:: Working data

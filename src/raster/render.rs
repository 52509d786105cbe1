//! Overview and zoomed maps of a raster frame.

use std::path::Path;

use chrono::NaiveDate;
use geo::{Coord, LineString, Rect};
use image::{ImageFormat, RgbImage};
use plotters::{
    prelude::*,
    style::text_anchor::{HPos, Pos, VPos},
};
use tracing::debug;

use crate::{
    artifact::{GeneratedImage, ImageKind},
    boundary::{BoundarySet, Region},
    config::{parse_hex_color, Language, MapStyle},
    error::{ReportError, Result},
    fonts,
    gas::GasProfile,
    report::locale::Locale,
};

use super::{
    colormap::{format_significant, ColorScale, Colormap},
    RasterFrame, RasterSource,
};

const BACKGROUND: RGBColor = WHITE;
const MAX_ASPECT: f64 = 4.0;

#[derive(Debug, Clone, Copy, PartialEq, Eq)]
pub enum MapView {
    /// Whole boundary layer.
    Overview,
    /// One region with its outline highlighted.
    Zoomed,
}

/// Everything needed to draw one map.
pub struct MapPlot<'a> {
    pub frame: &'a RasterFrame,
    pub view: MapView,
    pub extent: Rect<f64>,
    pub scale: ColorScale,
    pub outlines: &'a [Region],
    pub highlight: Option<&'a Region>,
    pub profile: &'a GasProfile,
}

/// Draws a map into a PNG file and returns its pixel size.
pub trait MapRenderer {
    fn render(&self, plot: &MapPlot<'_>, path: &Path) -> Result<(u32, u32)>;

    fn style(&self) -> &MapStyle;
}

/// The region layer plus the optional district layer drawn as base outlines.
#[derive(Debug, Clone)]
pub struct MapLayers {
    pub regions: BoundarySet,
    pub districts: Option<BoundarySet>,
}

impl MapLayers {
    pub fn outlines(&self) -> &[Region] {
        self.districts
            .as_ref()
            .unwrap_or(&self.regions)
            .regions()
    }
}

/// Renders the overview and zoomed maps of `gas` on `date`.
pub fn render_maps(
    source: &dyn RasterSource,
    renderer: &dyn MapRenderer,
    layers: &MapLayers,
    profile: &GasProfile,
    date: NaiveDate,
    region: &str,
    out_dir: &Path,
) -> Result<(GeneratedImage, GeneratedImage)> {
    let region = layers.regions.resolve(region)?;
    let frame = source.frame(&profile.id, date)?;
    let style = renderer.style();
    let scale = ColorScale::from_frame(
        &frame,
        style.clip_low_percentile,
        style.clip_high_percentile,
    );
    debug!(gas = %profile.id, %date, low = scale.low, high = scale.high, "colour range");

    let render = |view: MapView, bounds: Option<Rect<f64>>, highlight: Option<&Region>| {
        let kind = match view {
            MapView::Overview => ImageKind::OverviewMap,
            MapView::Zoomed => ImageKind::ZoomedMap,
        };
        let plot = MapPlot {
            frame: &frame,
            view,
            extent: view_extent(&frame, bounds, style.zoom_pad),
            scale,
            outlines: layers.outlines(),
            highlight,
            profile,
        };
        let path = out_dir.join(kind.file_name(&profile.id, date));
        let (width, height) = renderer.render(&plot, &path)?;

        Ok::<_, ReportError>(GeneratedImage {
            path,
            kind,
            gas: profile.id.clone(),
            width,
            height,
        })
    };

    let overview = render(MapView::Overview, layers.regions.extent(), None)?;
    let zoomed = render(MapView::Zoomed, region.envelope(), Some(region))?;

    Ok((overview, zoomed))
}

/// Pads `bounds` on every side and clamps it to the raster. Degenerate
/// results fall back to the full raster extent.
pub fn view_extent(frame: &RasterFrame, bounds: Option<Rect<f64>>, pad: f64) -> Rect<f64> {
    let full = frame.extent();
    let Some(bounds) = bounds else {
        return full;
    };

    let (dx, dy) = (bounds.width() * pad, bounds.height() * pad);
    let min_x = (bounds.min().x - dx).max(full.min().x);
    let max_x = (bounds.max().x + dx).min(full.max().x);
    let min_y = (bounds.min().y - dy).max(full.min().y);
    let max_y = (bounds.max().y + dy).min(full.max().y);

    let (min_x, max_x) = if max_x > min_x {
        (min_x, max_x)
    } else {
        (full.min().x, full.max().x)
    };
    let (min_y, max_y) = if max_y > min_y {
        (min_y, max_y)
    } else {
        (full.min().y, full.max().y)
    };

    Rect::new(Coord { x: min_x, y: min_y }, Coord { x: max_x, y: max_y })
}

/// Plotters implementation on an RGB bitmap, encoded with `image`.
pub struct PlottersMapRenderer {
    style: MapStyle,
    locale: Locale,
    colormap: Colormap,
    base_color: RGBColor,
    highlight_color: RGBColor,
    nodata_color: RGBColor,
}

impl PlottersMapRenderer {
    pub fn new(style: MapStyle, language: Language) -> Result<Self> {
        Ok(PlottersMapRenderer {
            base_color: parse_hex_color(&style.base_color)?,
            highlight_color: parse_hex_color(&style.highlight_color)?,
            nodata_color: parse_hex_color(&style.nodata_color)?,
            locale: Locale::new(language),
            colormap: Colormap::spectrum(),
            style,
        })
    }

    fn map_size(&self, frame: &RasterFrame, extent: &Rect<f64>) -> (u32, u32) {
        let t = frame.transform();
        let cols = extent.width() / t.pixel_width.abs();
        let rows = extent.height() / t.pixel_height.abs();
        let aspect = (rows / cols).clamp(1.0 / MAX_ASPECT, MAX_ASPECT);
        let width = self.style.width.max(16);

        (width, ((f64::from(width) * aspect).round() as u32).max(1))
    }

    fn paint_raster(&self, plot: &MapPlot<'_>, buf: &mut [u8], width: u32, height: u32) {
        let frame = plot.frame;
        let extent = plot.extent;
        let t = frame.transform();

        for py in 0..height {
            let y = extent.max().y - (f64::from(py) + 0.5) / f64::from(height) * extent.height();
            for px in 0..width {
                let x = extent.min().x + (f64::from(px) + 0.5) / f64::from(width) * extent.width();
                let (col, row) = t.world_to_pixel(x, y);
                let color = self.sample(plot, col, row).unwrap_or(BACKGROUND);

                let offset = ((py * width + px) * 3) as usize;
                buf[offset] = color.0;
                buf[offset + 1] = color.1;
                buf[offset + 2] = color.2;
            }
        }
    }

    /// Zero cells take the NoData colour, non-data cells stay background and
    /// valid cells are interpolated bilinearly from their valid neighbours.
    fn sample(&self, plot: &MapPlot<'_>, col: f64, row: f64) -> Option<RGBColor> {
        let frame = plot.frame;
        if col < 0.0 || row < 0.0 {
            return None;
        }
        let (c, r) = (col.floor() as usize, row.floor() as usize);
        if c >= frame.width() || r >= frame.height() {
            return None;
        }

        let value = frame.value(c, r);
        if !frame.is_data(value) {
            return None;
        }
        if value == 0.0 {
            return Some(self.nodata_color);
        }

        let value = bilinear(frame, col - 0.5, row - 0.5).unwrap_or(f64::from(value));
        Some(self.colormap.color(plot.scale.normalize(value)))
    }

    fn draw_outlines<DB: DrawingBackend>(
        &self,
        area: &DrawingArea<DB, plotters::coord::Shift>,
        plot: &MapPlot<'_>,
        size: (u32, u32),
    ) -> Result<()> {
        let base_width = match plot.view {
            MapView::Overview => self.style.base_width_overview,
            MapView::Zoomed => self.style.base_width_zoomed,
        };
        let base = ShapeStyle::from(&self.base_color).stroke_width(base_width);
        for region in plot.outlines {
            draw_region(area, region, &plot.extent, size, base)?;
        }

        if let Some(region) = plot.highlight {
            let width = self.style.highlight_width;
            let halo = ShapeStyle::from(&self.highlight_color.mix(0.5))
                .stroke_width(width + width.div_ceil(2));
            draw_region(area, region, &plot.extent, size, halo)?;
            let line = ShapeStyle::from(&self.highlight_color).stroke_width(width);
            draw_region(area, region, &plot.extent, size, line)?;
        }

        Ok(())
    }

    fn draw_legend<DB: DrawingBackend>(
        &self,
        area: &DrawingArea<DB, plotters::coord::Shift>,
        plot: &MapPlot<'_>,
    ) -> Result<()> {
        let (w, h) = area.dim_in_pixel();
        let (w, h) = (w as i32, h as i32);
        area.fill(&BACKGROUND).map_err(ReportError::render)?;

        let bar_left = w / 20;
        let bar_right = bar_left + w * 2 / 5;
        let bar_top = h * 2 / 5;
        let bar_bottom = bar_top + (h / 5).max(4);
        let font_size = f64::from((h / 6).max(8));

        let title = self.locale.legend_title(&plot.profile.id, &plot.profile.map_unit);
        let title_style = TextStyle::from((fonts::FAMILY, font_size).into_font())
            .color(&BLACK)
            .pos(Pos::new(HPos::Center, VPos::Bottom));
        area.draw(&Text::new(
            title,
            ((bar_left + bar_right) / 2, bar_top - 4),
            title_style,
        ))
        .map_err(ReportError::render)?;

        let span = (bar_right - bar_left).max(1);
        for x in bar_left..bar_right {
            let t = f64::from(x - bar_left) / f64::from(span - 1).max(1.0);
            let color = self.colormap.color(t);
            area.draw(&Rectangle::new([(x, bar_top), (x + 1, bar_bottom)], color.filled()))
                .map_err(ReportError::render)?;
        }

        let label_style = TextStyle::from((fonts::FAMILY, font_size * 0.9).into_font())
            .color(&BLACK)
            .pos(Pos::new(HPos::Center, VPos::Top));
        let ticks = plot.scale.ticks(self.style.legend_ticks);
        let last = ticks.len().saturating_sub(1).max(1) as f64;
        for (i, tick) in ticks.iter().enumerate() {
            let x = bar_left + (f64::from(span) * i as f64 / last).round() as i32;
            let label = format_significant(tick * plot.profile.legend_scale);
            area.draw(&Text::new(label, (x, bar_bottom + 3), label_style.clone()))
                .map_err(ReportError::render)?;
        }

        let swatch_left = bar_right + w / 60 + 2;
        let swatch_right = swatch_left + (bar_bottom - bar_top);
        area.draw(&Rectangle::new(
            [(swatch_left, bar_top), (swatch_right, bar_bottom)],
            self.nodata_color.filled(),
        ))
        .map_err(ReportError::render)?;

        let nodata_style = TextStyle::from((fonts::FAMILY, font_size * 0.9).into_font())
            .color(&BLACK)
            .pos(Pos::new(HPos::Left, VPos::Center));
        area.draw(&Text::new(
            self.locale.nodata_label().to_string(),
            (swatch_right + 4, (bar_top + bar_bottom) / 2),
            nodata_style,
        ))
        .map_err(ReportError::render)?;

        Ok(())
    }
}

impl MapRenderer for PlottersMapRenderer {
    fn render(&self, plot: &MapPlot<'_>, path: &Path) -> Result<(u32, u32)> {
        fonts::ensure_registered()?;

        let (width, map_height) = self.map_size(plot.frame, &plot.extent);
        let height = map_height + self.style.legend_height;
        let mut buf = vec![255u8; (width * height * 3) as usize];
        self.paint_raster(plot, &mut buf[..(width * map_height * 3) as usize], width, map_height);

        {
            let root = BitMapBackend::with_buffer(&mut buf, (width, height)).into_drawing_area();
            let (map, legend) = root.split_vertically(map_height);
            self.draw_outlines(&map, plot, (width, map_height))?;
            // Outlines may spill below the map; the legend repaints its strip.
            self.draw_legend(&legend, plot)?;
            root.present().map_err(ReportError::render)?;
        }

        let image = RgbImage::from_raw(width, height, buf)
            .ok_or_else(|| ReportError::Render("map buffer size mismatch".to_string()))?;
        image.save_with_format(path, ImageFormat::Png)?;
        debug!(path = %path.display(), width, height, "map written");

        Ok((width, height))
    }

    fn style(&self) -> &MapStyle {
        &self.style
    }
}

fn draw_region<DB: DrawingBackend>(
    area: &DrawingArea<DB, plotters::coord::Shift>,
    region: &Region,
    extent: &Rect<f64>,
    (width, height): (u32, u32),
    style: ShapeStyle,
) -> Result<()> {
    let project = |c: &Coord<f64>| {
        let x = (c.x - extent.min().x) / extent.width() * f64::from(width);
        let y = (extent.max().y - c.y) / extent.height() * f64::from(height);
        (x.round() as i32, y.round() as i32)
    };
    let ring = |line: &LineString<f64>| line.coords().map(project).collect::<Vec<_>>();

    for polygon in &region.geometry {
        let rings = std::iter::once(polygon.exterior()).chain(polygon.interiors());
        for line in rings {
            area.draw(&PathElement::new(ring(line), style))
                .map_err(ReportError::render)?;
        }
    }

    Ok(())
}

/// Bilinear interpolation over cell centres, skipping zero and non-data
/// neighbours. `None` when no neighbour qualifies.
fn bilinear(frame: &RasterFrame, x: f64, y: f64) -> Option<f64> {
    let (x0, y0) = (x.floor(), y.floor());
    let (fx, fy) = (x - x0, y - y0);

    let mut sum = 0.0;
    let mut weight = 0.0;
    for (dx, dy, w) in [
        (0.0, 0.0, (1.0 - fx) * (1.0 - fy)),
        (1.0, 0.0, fx * (1.0 - fy)),
        (0.0, 1.0, (1.0 - fx) * fy),
        (1.0, 1.0, fx * fy),
    ] {
        let (cx, cy) = (x0 + dx, y0 + dy);
        if cx < 0.0 || cy < 0.0 || w <= 0.0 {
            continue;
        }
        let (cx, cy) = (cx as usize, cy as usize);
        if cx >= frame.width() || cy >= frame.height() {
            continue;
        }
        let value = frame.value(cx, cy);
        if frame.is_data(value) && value != 0.0 {
            sum += f64::from(value) * w;
            weight += w;
        }
    }

    (weight > 0.0).then(|| sum / weight)
}

// -- Tests -------------------------------------------------------------------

::::

Directions for this task:
Taking the entries above, write out exactly each line from the one holding "self.draw_outlines(&map, plot, (width, map_height))?;" to the one holding "fn bilinear(frame: &RasterFrame, x: f64, y: f64)", both included, and stop there.

Answer to this exercise:
            self.draw_outlines(&map, plot, (width, map_height))?;
            // Outlines may spill below the map; the legend repaints its strip.
            self.draw_legend(&legend, plot)?;
            root.present().map_err(ReportError::render)?;
        }

        let image = RgbImage::from_raw(width, height, buf)
            .ok_or_else(|| ReportError::Render("map buffer size mismatch".to_string()))?;
        image.save_with_format(path, ImageFormat::Png)?;
        debug!(path = %path.display(), width, height, "map written");

        Ok((width, height))
    }

    fn style(&self) -> &MapStyle {
        &self.style
    }
}

fn draw_region<DB: DrawingBackend>(
    area: &DrawingArea<DB, plotters::coord::Shift>,
    region: &Region,
    extent: &Rect<f64>,
    (width, height): (u32, u32),
    style: ShapeStyle,
) -> Result<()> {
    let project = |c: &Coord<f64>| {
        let x = (c.x - extent.min().x) / extent.width() * f64::from(width);
        let y = (extent.max().y - c.y) / extent.height() * f64::from(height);
        (x.round() as i32, y.round() as i32)
    };
    let ring = |line: &LineString<f64>| line.coords().map(project).collect::<Vec<_>>();

    for polygon in &region.geometry {
        let rings = std::iter::once(polygon.exterior()).chain(polygon.interiors());
        for line in rings {
            area.draw(&PathElement::new(ring(line), style))
                .map_err(ReportError::render)?;
        }
    }

    Ok(())
}

/// Bilinear interpolation over cell centres, skipping zero and non-data
/// neighbours. `None` when no neighbour qualifies.
fn bilinear(frame: &RasterFrame, x: f64, y: f64) -> Option<f64> {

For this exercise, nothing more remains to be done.